HTMLifying user input

I've added a comment system to my new Kansas blog. Since the target audience for that site is friends and family rather than fellow web developers, I've taken a very different approach to processing the input from comments. While this blog insists upon valid XHTML and gives very little help to comment posters aside from highlighting validation problems, my new site's comment system takes the more traditional root of disallowing HTML while automatically converting line breaks and links.

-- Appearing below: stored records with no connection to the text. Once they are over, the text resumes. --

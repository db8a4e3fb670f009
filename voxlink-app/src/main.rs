mod settings;

use std::sync::Arc;

use anyhow::Context;
use tokio::sync::broadcast::error::RecvError;
use tracing::{info, warn};
use voxlink_core::{
    audio::device::{list_input_devices, list_output_devices},
    AudioDevices, GeminiLiveConnector, SessionStatus, VoiceSession,
};

use crate::settings::{default_settings_path, load_settings, save_settings};

#[tokio::main]
async fn main() -> anyhow::Result<()> {
    // ── Tracing ───────────────────────────────────────────────────────────
    tracing_subscriber::fmt()
        .with_env_filter(
            tracing_subscriber::EnvFilter::try_from_default_env()
                .unwrap_or_else(|_| tracing_subscriber::EnvFilter::new("voxlink=info")),
        )
        .init();

    let args: Vec<String> = std::env::args().skip(1).collect();
    if args.iter().any(|a| a == "--list-devices") {
        print_devices();
        return Ok(());
    }

    // ── Settings ──────────────────────────────────────────────────────────
    let settings_path = default_settings_path();
    if !settings_path.exists() {
        match save_settings(&settings_path, &Default::default()) {
            Ok(()) => info!(settings_path = ?settings_path, "wrote default settings"),
            Err(e) => warn!("could not write default settings: {e}"),
        }
    }
    let mut app_settings = load_settings(&settings_path);
    app_settings.apply_env_overrides();
    if let Some(language) = args.iter().find(|a| !a.starts_with("--")) {
        app_settings.language = language.clone();
        app_settings.normalize();
    }
    info!(
        settings_path = ?settings_path,
        language = %app_settings.language,
        model = %app_settings.model,
        has_api_key = app_settings.api_key.is_some(),
        "runtime settings loaded"
    );

    // ── Session setup ─────────────────────────────────────────────────────
    let connector = Arc::new(GeminiLiveConnector::new(app_settings.gemini_config()));
    let devices = AudioDevices::system(
        app_settings.preferred_input_device.clone(),
        app_settings.preferred_output_device.clone(),
    );
    let session = Arc::new(VoiceSession::new(
        app_settings.session_config(),
        connector,
        devices,
    ));

    let mut status_rx = session.subscribe_status();
    let mut transcript_rx = session.subscribe_transcript();
    let mut closed_rx = session.subscribe_closed();

    session
        .activate(&app_settings.language)
        .context("failed to activate voice session")?;
    println!("voice mode ({}), press Ctrl+C to stop", app_settings.language);

    // ── Event forwarding ──────────────────────────────────────────────────
    let stop_session = Arc::clone(&session);
    tokio::spawn(async move {
        if tokio::signal::ctrl_c().await.is_ok() {
            info!("interrupt received, closing session");
            stop_session.deactivate();
        }
    });

    loop {
        tokio::select! {
            status = status_rx.recv() => match status {
                Ok(event) => {
                    let label = match event.status {
                        SessionStatus::Idle => "idle",
                        SessionStatus::Connecting => "connecting…",
                        SessionStatus::Listening => "listening",
                        SessionStatus::Speaking => "speaking",
                    };
                    match event.detail {
                        Some(detail) => println!("[{label}] {detail}"),
                        None => println!("[{label}]"),
                    }
                }
                Err(RecvError::Lagged(n)) => warn!(skipped = n, "status events lagged"),
                Err(RecvError::Closed) => break,
            },
            transcript = transcript_rx.recv() => match transcript {
                Ok(event) if event.text.is_empty() => println!(),
                Ok(event) => println!("model: {}", event.text),
                Err(RecvError::Lagged(n)) => warn!(skipped = n, "transcript events lagged"),
                Err(RecvError::Closed) => break,
            },
            closed = closed_rx.recv() => {
                if let Ok(event) = closed {
                    if event.reason.is_error() {
                        eprintln!(
                            "session ended: {}",
                            event.reason.detail().unwrap_or("unknown error")
                        );
                    }
                }
                break;
            }
        }
    }

    session.join().await;
    let diagnostics = serde_json::to_string_pretty(&session.diagnostics())?;
    info!("session diagnostics:\n{diagnostics}");
    Ok(())
}

fn print_devices() {
    println!("input devices:");
    for device in list_input_devices() {
        println!(
            "  {}{}{}",
            device.name,
            if device.is_default { " (default)" } else { "" },
            if device.is_loopback_like { " [loopback]" } else { "" }
        );
    }
    println!("output devices:");
    for device in list_output_devices() {
        println!(
            "  {}{}",
            device.name,
            if device.is_default { " (default)" } else { "" }
        );
    }
}
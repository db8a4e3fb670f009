use thiserror::Error;

/// All errors produced by voxlink-core.
#[derive(Debug, Error)]
pub enum VoiceError {
    #[error("audio device error: {0}")]
    Device(String),

    #[error("no input device found")]
    NoInputDevice,

    #[error("no output device found")]
    NoOutputDevice,

    #[error("transport open failed: {0}")]
    TransportOpen(String),

    #[error("transport error: {0}")]
    TransportRuntime(String),

    #[error("codec error: {0}")]
    Codec(String),

    #[error("voice session is already active")]
    AlreadyActive,

    #[error("voice session is closed")]
    SessionClosed,

    #[error("IO error: {0}")]
    Io(#[from] std::io::Error),

    #[error(transparent)]
    Other(#[from] anyhow::Error),
}

impl VoiceError {
    /// Whether this error ends the session it occurred in.
    ///
    /// Codec errors only cost the offending frame.
    pub fn is_fatal(&self) -> bool {
        !matches!(self, VoiceError::Codec(_))
    }
}

pub type Result<T> = std::result::Result<T, VoiceError>;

The standard way of doing this with PHP is to use the nl2br function. I've never been a big fan of this method as I prefer blocks of text to be surrounded by paragraph tags. Luckily, adding paragraph tags to blocks of text is a relatively easy task. Here's the pseudo-code, mocked up in Python because it's quicker to experiment with than PHP:

>>> text = '''... lengthy text block here ...'''
>>> paras = text.split('\n\n')
>>> paras = ['<p>%s</p>' % para.strip() for para in paras]
>>> print '\n\n'.join(paras)

The above code splits the text block on any occurrence of a double newline, then wraps each of the resulting blocks in a paragraph tag (after stripping off any remaining whitespace) before joining the blocks back together with a pair of newlines between each one - because I like to keep my HTML nicely formatted. What it doesn't do is handle any necessary <br> tags. The trick now is to replace any single line breaks with <br> without interfering with the paragraph tags. The easiest way to do this is to put the replacement inside the loop, so that only line breaks that occur within a paragraph are replaced. Here's the updated list comprehension:


>>> paras = ['<p>%s</p>' % p.strip().replace('\n', '<br>\n') for p in paras]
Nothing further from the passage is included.